Considering the risks of radiation exposure, the benefit of CT scan should be weighed against the potential risks. Abdominal CT scan of child bearing aged women should be performed cautiously after confirming the status of non-pregnancy. Ultrasonography may be a better approach to evaluate common etiologies such as acute cholecystitis in women with RUQ pain. There have been attempts to study the diagnosis of FHCS by ultrasonography; however this approach has limited utility even though FHCS can be diagnosed by detection of ascites and adhesions between the liver capsule and the abdominal wall.10,22 The detection of subtle thickening of the hepatic capsule is also subjective, and may be affected by the perceptions of the reviewer. In the present study, only one patient out of eight who underwent ultrasonography displayed subtle thickening of the hepatic capsule. Another 7 patients showed unremarkable findings. Magnetic resonance imaging may also be considered to detect perihepatitis, despite its high cost.19

Antibiotic treatment is usually recommended for the treatment of FHCS. Intravenous or oral regimens can be used according to the guidelines for treating PID.10 In the present study, patients were treated with various combinations of antibiotics, including cephalosporin, aminoglycoside, metronidazole, and macrolides. Interestingly, clinical improvement was observed in patients treated with empirical antibiotics which are not effective for chlamydial infection. In the present study, macrolide was prescribed after several days to patients whose PCR results indicated chlamydial infection. Yang, et al.23 postulated that either chlamydial infection often resolves by itself or that it could not be the causative pathogen in FHCS, with other unknown microbes, such as several types of gram positive cocci or anaerobes, that cause pelvic inflammatory disease the more likely causes.

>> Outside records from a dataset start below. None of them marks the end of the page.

#![allow(
    clippy::unwrap_used,
    clippy::expect_used,
    clippy::panic,
    clippy::todo,
    clippy::unimplemented,
    clippy::indexing_slicing,
    dead_code
)]
//! Shared test utilities for relay client integration tests.
//!
//! Provides [`FakeServerPeer`], a scripted in-memory stand-in for the
//! directory, matchmaker and relay servers, and [`MockPinger`] with fixed
//! round-trip times per host.

use std::collections::{HashMap, VecDeque};
use std::sync::{Arc, Mutex as StdMutex, MutexGuard};
use std::time::Duration;

use async_trait::async_trait;
use relay_realtime_client::error_codes::OK;
use relay_realtime_client::protocol::{
    param, EventCode, EventData, OperationCode, OperationRequest, OperationResponse, ParamValue,
    PeerMessage, StatusCode,
};
use relay_realtime_client::region::Pinger;
use relay_realtime_client::settings::{AppSettings, AsyncConfig, ConnectionProtocol};
use relay_realtime_client::{AsyncClient, RealtimeClient, RealtimeError};

pub const DIRECTORY_HOST: &str = "directory";
pub const MATCHMAKER_ADDRESS: &str = "matchmaker:5055";
pub const RELAY_ADDRESS: &str = "relay:5056";

// ── Script ──────────────────────────────────────────────────────────

/// How the fake servers answer.
#[derive(Debug, Clone)]
pub struct Script {
    /// `(code, address)` pairs returned by `GetRegions`.
    pub regions: Vec<(String, String)>,
    /// Return code of directory authentication.
    pub auth_code: i16,
    /// Return codes of room entry on the matchmaker, consumed in order;
    /// `OK` once exhausted.
    pub matchmaker_entry: VecDeque<i16>,
    /// Return codes of room entry on the relay, consumed in order; `OK`
    /// once exhausted.
    pub relay_entry: VecDeque<i16>,
    /// Actor number assigned on the relay.
    pub actor_number: i32,
    /// Answer room entry on the relay with a join event for the local actor.
    pub send_join_event: bool,
    /// Directory connects failing with `ExceptionOnConnect` before one succeeds.
    pub directory_connect_failures: usize,
    /// Return code of `JoinLobby` on the matchmaker.
    pub lobby_code: i16,
}

impl Default for Script {
    fn default() -> Self {
        Self {
            regions: vec![
                ("eu".into(), "eu-host:5055".into()),
                ("us".into(), "us-host:5055".into()),
            ],
            auth_code: OK,
            matchmaker_entry: VecDeque::new(),
            relay_entry: VecDeque::new(),
            actor_number: 1,
            send_join_event: true,
            directory_connect_failures: 0,
            lobby_code: OK,
        }
    }
}

// ── FakeServerPeer ──────────────────────────────────────────────────

/// What the fake servers observed.
#[derive(Debug, Clone, Default)]
pub struct ServerLog {
    /// Addresses connected to, in order.
    pub connects: Vec<String>,
    /// Token presented with each connect.
    pub connect_tokens: Vec<Option<String>>,
    /// `(address, request)` for every operation sent.
    pub sent: Vec<(String, OperationRequest)>,
    pub disconnects: usize,
    pub acks: usize,
    pub protocols: Vec<ConnectionProtocol>,
}

impl ServerLog {
    pub fn ops_to(&self, address_prefix: &str) -> Vec<OperationCode> {
        self.sent
            .iter()
            .filter(|(address, _)| address.starts_with(address_prefix))
            .map(|(_, request)| request.code)
            .collect()
    }

    pub fn last_request(&self, op: OperationCode) -> Option<&OperationRequest> {
        self.sent
            .iter()
            .rev()
            .map(|(_, request)| request)
            .find(|request| request.code == op)
    }
}

#[derive(Debug, Default)]
struct Inner {
    script: Script,
    log: ServerLog,
    connected_to: Option<String>,
    inbox: VecDeque<PeerMessage>,
    fail_service: bool,
}

/// In-memory peer answering like the three server roles, chosen by the
/// connected address.
///
/// Every connect is followed by exactly one `Disconnect` status, reported
/// after [`Peer::disconnect`](relay_realtime_client::Peer::disconnect) or
/// [`FakeServerPeer::drop_connection`].
#[derive(Debug, Clone, Default)]
pub struct FakeServerPeer {
    inner: Arc<StdMutex<Inner>>,
}

impl FakeServerPeer {
    pub fn new(script: Script) -> Self {
        let peer = Self::default();
        peer.lock().script = script;
        peer
    }

    fn lock(&self) -> MutexGuard<'_, Inner> {
        self.inner.lock().unwrap()
    }

    /// Snapshot of what the servers observed so far.
    pub fn log(&self) -> ServerLog {
        self.lock().log.clone()
    }

    /// Changes the script mid-test.
    pub fn edit_script(&self, edit: impl FnOnce(&mut Script)) {
        edit(&mut self.lock().script);
    }

    pub fn connected_to(&self) -> Option<String> {
        self.lock().connected_to.clone()
    }

    /// Queues a message for the next `service` call.
    pub fn push(&self, message: PeerMessage) {
        self.lock().inbox.push_back(message);
    }

    /// Server-side connection loss reported with `status`.
    pub fn drop_connection(&self, status: StatusCode) {
        let mut inner = self.lock();
        if inner.connected_to.take().is_some() {
            inner.inbox.push_back(PeerMessage::Status(status));
            inner.inbox.push_back(PeerMessage::Status(StatusCode::Disconnect));
        }
    }

    /// Makes the next `service` call fail.
    pub fn fail_next_service(&self) {
        self.lock().fail_service = true;
    }
}

impl Inner {
    fn respond(&mut self, response: OperationResponse) {
        self.inbox.push_back(PeerMessage::OperationResponse(response));
    }

    fn handle(&mut self, address: &str, request: &OperationRequest) {
        let op = request.code;
        if address.starts_with(DIRECTORY_HOST) {
            self.handle_directory(request);
        } else if address.starts_with("matchmaker") {
            self.handle_matchmaker(request);
        } else if address.starts_with("relay") {
            self.handle_relay(request);
        } else {
            self.respond(OperationResponse::failed(op, -2, "unknown server"));
        }
    }

    fn handle_directory(&mut self, request: &OperationRequest) {
        let op = request.code;
        match op {
            OperationCode::GetRegions => {
                let (codes, addresses): (Vec<String>, Vec<String>) =
                    self.script.regions.iter().cloned().unzip();
                self.respond(
                    OperationResponse::ok(op)
                        .with(param::REGION, ParamValue::StringArray(codes))
                        .with(param::ADDRESS, ParamValue::StringArray(addresses)),
                );
            }
            OperationCode::Authenticate | OperationCode::AuthenticateOnce => {
                if self.script.auth_code != OK {
                    let code = self.script.auth_code;
                    self.respond(OperationResponse::failed(op, code, "authentication rejected"));
                    return;
                }
                let user_id = request
                    .get(param::USER_ID)
                    .and_then(ParamValue::as_str)
                    .unwrap_or("server-assigned")
                    .to_string();
                self.respond(
                    OperationResponse::ok(op)
                        .with(param::ADDRESS, MATCHMAKER_ADDRESS)
                        .with(param::TOKEN, "token-1")
                        .with(param::USER_ID, user_id)
                        .with(param::CLUSTER, "default"),
                );
            }
            _ => self.respond(OperationResponse::failed(op, -2, "not on the directory")),
        }
    }

    fn handle_matchmaker(&mut self, request: &OperationRequest) {
        let op = request.code;
        match op {
            OperationCode::Authenticate | OperationCode::AuthenticateOnce => {
                self.respond(OperationResponse::ok(op).with(param::TOKEN, "token-2"));
            }
            OperationCode::CreateRoom | OperationCode::JoinRoom | OperationCode::JoinRandomRoom => {
                let code = self.script.matchmaker_entry.pop_front().unwrap_or(OK);
                if code != OK {
                    self.respond(OperationResponse::failed(op, code, "no match"));
                    return;
                }
                let name = room_name(request);
                self.respond(
                    OperationResponse::ok(op)
                        .with(param::ADDRESS, RELAY_ADDRESS)
                        .with(param::ROOM_NAME, name),
                );
            }
            OperationCode::JoinLobby if self.script.lobby_code != OK => {
                let code = self.script.lobby_code;
                self.respond(OperationResponse::failed(op, code, "lobby refused"));
            }
            _ => self.respond(OperationResponse::ok(op)),
        }
    }

    fn handle_relay(&mut self, request: &OperationRequest) {
        let op = request.code;
        match op {
            OperationCode::Authenticate | OperationCode::AuthenticateOnce => {
                self.respond(OperationResponse::ok(op).with(param::TOKEN, "token-3"));
            }
            OperationCode::CreateRoom | OperationCode::JoinRoom => {
                let code = self.script.relay_entry.pop_front().unwrap_or(OK);
                if code != OK {
                    self.respond(OperationResponse::failed(op, code, "relay refused entry"));
                    return;
                }
                let actor = self.script.actor_number;
                self.respond(
                    OperationResponse::ok(op)
                        .with(param::ROOM_NAME, room_name(request))
                        .with(param::ACTOR_NR, actor)
                        .with(param::MASTER_CLIENT_ID, 1)
                        .with(param::ACTOR_LIST, ParamValue::IntArray(vec![actor])),
                );
                if self.script.send_join_event {
                    self.inbox.push_back(PeerMessage::Event(
                        EventData::new(EventCode::Join)
                            .with(param::ACTOR_NR, actor)
                            .with(param::ACTOR_LIST, ParamValue::IntArray(vec![actor])),
                    ));
                }
            }
            _ => self.respond(OperationResponse::ok(op)),
        }
    }
}

fn room_name(request: &OperationRequest) -> String {
    request
        .get(param::ROOM_NAME)
        .and_then(ParamValue::as_str)
        .unwrap_or("random-room")
        .to_string()
}

impl relay_realtime_client::Peer for FakeServerPeer {
    fn connect(&mut self, address: &str, _app_id: &str, token: Option<&str>) -> bool {
        let mut inner = self.lock();
        if inner.connected_to.is_some() {
            return false;
        }
        inner.log.connects.push(address.to_string());
        inner.log.connect_tokens.push(token.map(str::to_string));
        if address.starts_with(DIRECTORY_HOST) && inner.script.directory_connect_failures > 0 {
            inner.script.directory_connect_failures -= 1;
            inner.inbox.push_back(PeerMessage::Status(StatusCode::ExceptionOnConnect));
            inner.inbox.push_back(PeerMessage::Status(StatusCode::Disconnect));
            return true;
        }
        inner.connected_to = Some(address.to_string());
        inner.inbox.push_back(PeerMessage::Status(StatusCode::Connect));
        // A token on connect authenticates right away.
        if token.is_some() && !address.starts_with(DIRECTORY_HOST) {
            inner.respond(
                OperationResponse::ok(OperationCode::Authenticate).with(param::TOKEN, "token-once"),
            );
        }
        true
    }

    fn disconnect(&mut self) {
        let mut inner = self.lock();
        if inner.connected_to.take().is_some() {
            inner.log.disconnects += 1;
            inner.inbox.push_back(PeerMessage::Status(StatusCode::Disconnect));
        }
    }

    fn send_operation(&mut self, request: &OperationRequest, _reliable: bool) -> bool {
        let mut inner = self.lock();
        let Some(address) = inner.connected_to.clone() else {
            return false;
        };
        inner.log.sent.push((address.clone(), request.clone()));
        inner.handle(&address, request);
        true
    }

    fn establish_encryption(&mut self) -> bool {
        false
    }

    fn service(&mut self) -> Result<Vec<PeerMessage>, RealtimeError> {
        let mut inner = self.lock();
        if std::mem::take(&mut inner.fail_service) {
            return Err(RealtimeError::Transport("socket closed".into()));
        }
        Ok(inner.inbox.drain(..).collect())
    }

    fn send_acks(&mut self) {
        self.lock().log.acks += 1;
    }

    fn set_protocol(&mut self, protocol: ConnectionProtocol) {
        self.lock().log.protocols.push(protocol);
    }
}

// ── MockPinger ──────────────────────────────────────────────────────

/// Pinger answering with a fixed round trip per host; unknown hosts fail.
#[derive(Debug, Default)]
pub struct MockPinger {
    rtts: HashMap<String, Duration>,
    /// Sleep for the round trip before answering.
    delayed: bool,
}

impl MockPinger {
    pub fn new(rtts: &[(&str, u64)]) -> Self {
        Self {
            rtts: rtts
                .iter()
                .map(|(host, ms)| ((*host).to_string(), Duration::from_millis(*ms)))
                .collect(),
            delayed: false,
        }
    }

    /// Answers only after the round trip elapsed on the tokio clock.
    #[must_use]
    pub fn delayed(mut self) -> Self {
        self.delayed = true;
        self
    }
}

#[async_trait]
impl Pinger for MockPinger {
    async fn ping(&self, target: &str, _timeout: Duration) -> Result<Duration, RealtimeError> {
        let rtt = self
            .rtts
            .get(target)
            .copied()
            .ok_or_else(|| RealtimeError::Transport(format!("no route to {target}")))?;
        if self.delayed {
            tokio::time::sleep(rtt).await;
        }
        Ok(rtt)
    }
}

// ── Helpers ─────────────────────────────────────────────────────────

/// Settings pointing at the fake directory.
pub fn settings() -> AppSettings {
    AppSettings::new("test-app")
        .with_app_version("1.0")
        .with_directory(DIRECTORY_HOST, 27000)
}

/// Routes client logs to the test harness; filter with `RUST_LOG`.
pub fn init_tracing() {
    let _ = tracing_subscriber::fmt()
        .with_env_filter(tracing_subscriber::EnvFilter::from_default_env())
        .with_test_writer()
        .try_init();
}

/// Async client over `peer`, pinging `eu` at 20 ms and `us` at 80 ms.
pub fn async_client(peer: &FakeServerPeer) -> AsyncClient<FakeServerPeer> {
    init_tracing();
    let pinger = MockPinger::new(&[("eu-host", 20), ("us-host", 80)]);
    let client = RealtimeClient::with_pinger(peer.clone(), Arc::new(pinger));
    AsyncClient::new(client).with_config(
        AsyncConfig::new()
            .with_service_interval(Duration::from_millis(1))
            .with_operation_timeout(Duration::from_secs(5)),
    )
}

This study has several limitations. First, as a retrospective study, it may be affected by selection bias. Clinically diagnosed PID patients who underwent abdominal CT to evaluate abdominal pain were enrolled in this study. Second, even though laparoscopic examination is known as the gold standard for diagnosis of FHCS,3,4 this study was conducted for patients who were confirmed by clinical features, disease courses and typical findings of FHCS on biphasic CT. So, none of the patients underwent laparoscopic examination to confirm FHCS, nor was a follow-up CT scan performed to evaluate the correlation between clinical improvement and the absence of perihepatitis.

In conclusion, FHCS should be considered as a differential diagnosis for female patients of childbearing age with right upper abdominal pain. Timely diagnosis using biphasic CT with arterial and portal phases may help ensure adequate medical treatment as well as avoid invasive procedures.


The authors have no financial conflicts of interest.